また「仇(かたき)の金でもあれば使う」も類語の一つとして考えられます。意味は「本当に困っているときは、使うべきではない仇の金銭ですら手を出してしまう」となり、「人は乏しくなると、考えがあらぬ方向へ行く」というようなニュアンスをもって使われています。貧しさのあまり愚かな行動にでる皮肉さを表した言葉と言えるでしょう。

対義語は貧乏を楽しむことを表す「貧にして楽しむ」

「貧すれば鈍する」は「貧しくなると、心も考え方も貧相になり愚かになること」という意味がありますが、「貧乏を楽しむこと」という意味を持つ「貧にして楽しむ」は対義語と考えられます。

「貧すれば鈍する」の英語表現と中国語表現

「貧すれば鈍する」を英語で言うと「Poverty dull the wit」

「貧すれば鈍する」という意味を持つ表現は英語圏にもあります。
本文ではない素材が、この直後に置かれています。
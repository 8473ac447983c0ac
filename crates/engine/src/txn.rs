//! Document operations inside one database transaction
//!
//! A [`DocumentTxn`] wraps an open `BEGIN IMMEDIATE` transaction. Writes are
//! flattened straight into batched inserts; reads stream rows into the
//! reconstructor. Change events are buffered and only handed back when the
//! transaction commits.

use crate::bus::ChangeEvent;
use crate::keys::push_key;
use jsondb_core::error::{Error, Result};
use jsondb_core::flatten::{flatten_fields, flatten_reader, flatten_slice};
use jsondb_core::options::GetOptions;
use jsondb_core::path::{JsonPath, PathSegment};
use jsondb_core::reconstruct::write_with;
use jsondb_storage::batch::BatchWriter;
use jsondb_storage::dialect::DatabaseKind;
use jsondb_storage::rows;
use rusqlite::{Connection, Transaction};
use std::collections::BTreeSet;
use std::io::{Read, Write};

/// An open document transaction.
///
/// Obtained from [`DocumentStore::transaction`](crate::DocumentStore::transaction);
/// committed when the closure returns `Ok`, rolled back otherwise.
pub struct DocumentTxn<'c> {
    tx: Transaction<'c>,
    kind: DatabaseKind,
    batch_threshold: usize,
    events: Vec<ChangeEvent>,
}

impl<'c> DocumentTxn<'c> {
    pub(crate) fn new(tx: Transaction<'c>, kind: DatabaseKind, batch_threshold: usize) -> Self {
        DocumentTxn {
            tx,
            kind,
            batch_threshold,
            events: Vec::new(),
        }
    }

    /// Commit and hand back the buffered events.
    pub(crate) fn commit(self) -> Result<Vec<ChangeEvent>> {
        self.tx.commit()?;
        Ok(self.events)
    }

    /// Roll back, discarding the buffered events.
    pub(crate) fn rollback(self) -> Result<()> {
        self.tx.rollback()?;
        Ok(())
    }

    /// Events buffered so far
    pub fn pending_events(&self) -> &[ChangeEvent] {
        &self.events
    }

    /// Replace the value at `path` with the JSON document `body`.
    pub fn set(&mut self, path: &str, body: impl AsRef<[u8]>) -> Result<()> {
        let path = JsonPath::parse(path)?;
        self.replace_subtree(&path, |base, batch| flatten_slice(base, body.as_ref(), batch))
    }

    /// Like [`set`](Self::set), reading the body from `reader`.
    pub fn set_reader<R: Read>(&mut self, path: &str, reader: R) -> Result<()> {
        let path = JsonPath::parse(path)?;
        self.replace_subtree(&path, |base, batch| flatten_reader(base, reader, batch))
    }

    /// Replace each top-level field of the JSON object `body` under `path`,
    /// leaving the other children of `path` alone.
    pub fn update(&mut self, path: &str, body: impl AsRef<[u8]>) -> Result<()> {
        let base = JsonPath::parse(path)?;
        let mut batch = BatchWriter::new(&self.tx, self.batch_threshold);
        flatten_fields(&base, body.as_ref(), &mut batch)?;
        let summary = batch.finish()?;
        self.events
            .extend(summary.fields.iter().map(ChangeEvent::updated));
        Ok(())
    }

    /// Remove the value at `path`. Returns whether anything was removed.
    pub fn delete(&mut self, path: &str) -> Result<bool> {
        let path = JsonPath::parse(path)?;
        let removed = rows::delete_subtree(&self.tx, &path)?;
        if removed > 0 {
            self.events.push(ChangeEvent::deleted(&path));
        }
        Ok(removed > 0)
    }

    /// Store `body` under a fresh child key of `path` and return the key.
    pub fn push(&mut self, path: &str, body: impl AsRef<[u8]>) -> Result<String> {
        let key = push_key();
        let target = JsonPath::parse(path)?.child(PathSegment::key(key.as_str())?);
        self.replace_subtree(&target, |base, batch| flatten_slice(base, body.as_ref(), batch))?;
        Ok(key)
    }

    /// Whether any value is stored at or below `path`.
    pub fn exists(&self, path: &str) -> Result<bool> {
        let path = JsonPath::parse(path)?;
        rows::subtree_exists(&self.tx, &path)
    }

    /// Stream the value at `path` as JSON into `writer`.
    ///
    /// Returns `false`, with nothing written, when no stored row matches.
    pub fn get_to_writer<W: Write>(&self, path: &str, options: &GetOptions, writer: W) -> Result<bool> {
        read_to_writer(&self.tx, path, options, writer)
    }

    /// The value at `path` as a JSON string, or `None` when nothing matches.
    pub fn get_as_string(&self, path: &str, options: &GetOptions) -> Result<Option<String>> {
        read_to_string(&self.tx, path, options)
    }

    /// Paths of the members of `collection` whose `property` is stored as `value`.
    pub fn fetch_ids_by_property_value(
        &self,
        collection: &str,
        property: &str,
        value: &str,
    ) -> Result<BTreeSet<String>> {
        fetch_ids(&self.tx, self.kind, collection, property, value)
    }

    fn replace_subtree<F>(&mut self, path: &JsonPath, flatten: F) -> Result<()>
    where
        F: FnOnce(&JsonPath, &mut BatchWriter<'_>) -> Result<()>,
    {
        rows::clear_for_write(&self.tx, path)?;
        let mut batch = BatchWriter::new(&self.tx, self.batch_threshold);
        flatten(path, &mut batch)?;
        batch.finish()?;
        self.events.push(ChangeEvent::updated(path));
        Ok(())
    }
}

pub(crate) fn read_to_writer<W: Write>(
    conn: &Connection,
    path: &str,
    options: &GetOptions,
    writer: W,
) -> Result<bool> {
    let base = JsonPath::parse(path)?;
    let range = options.key_range(&base)?;
    write_with(&base, options, writer, |emit| {
        rows::scan_subtree(conn, &base, &range, emit).map(|_| ())
    })
}

pub(crate) fn read_to_string(
    conn: &Connection,
    path: &str,
    options: &GetOptions,
) -> Result<Option<String>> {
    let mut out = Vec::new();
    if !read_to_writer(conn, path, options, &mut out)? {
        return Ok(None);
    }
    String::from_utf8(out)
        .map(Some)
        .map_err(|e| Error::Corruption(format!("Reconstructed JSON is not UTF-8: {}", e)))
}

pub(crate) fn fetch_ids(
    conn: &Connection,
    kind: DatabaseKind,
    collection: &str,
    property: &str,
    value: &str,
) -> Result<BTreeSet<String>> {
    let dialect = kind.regex().ok_or_else(|| {
        Error::Unsupported(format!("Property lookup needs regular expressions, which {} lacks", kind))
    })?;
    let collection = JsonPath::parse(collection)?;
    let property = JsonPath::parse(property)?;
    rows::find_ids_by_property(conn, dialect, &collection, &property, value)
}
英語で言う時は「Poverty dull the wit(貧乏になると知力や理知を鈍らせる)」と直訳する場合と、比喩的な表現を用いた「A light purse makes a heavy heart(お財布が軽いと心臓に悪い=お金がない時は、悪い状況に陥る)」があります。

ネイティブに近い英語にチャレンジするなら、後者の「A light purse makes a heavy heart」を使って「お金がないと心臓も悪くなりそうだよ」というように冗談まじりに会話で使うと会話も弾むかもしれません。

「Poverty dull the wit」はやや硬い表現方法になりますが、文章で書くときや状況が深刻な時に使えば「状況があまり良くない」ということをストレートに伝えることができます。

「貧すれば鈍する」の英語表現を使った例文

「貧すれば鈍する」の英語例文を挙げてみます。

  • He has been jobless for a year and poverty dull his wit already.
    彼はジョブレスの状態が一年も続いたが、すでに貧すれば鈍してしまっている。
  • A light purse makes a heavy heart is one of the situation where I am in at the moment.
    貧すれば鈍するは、まさに私の今の状況を指している。

中国語表現は「人穷志短」

中国語で「貧すれば鈍する」は「人穷志短(rén qióng zhì duǎn)」となります。中国とのビジネスシーンやコミュニケーションの場で上手に使ってみましょう。

まとめ

「貧すれば鈍する」は「貧乏をすると、たとえ賢い人でも愚かになってしまう」という意味のあることわざです。生活が貧しくなると、日々悩み苦労ばかり抱えるようになるため、知恵や考えが愚かになるということを表現しています。

人は誰でも良い時もあれば悪い時もあるでしょう。できることなら、たとえ貧した時でも「落ちるところまで落ちたのだから、気楽に行こう」と考えを切り替えることも大切なのかもしれません。貧しくてもポジティブで新鮮な空気を頭に取り入れて行きたいものですね。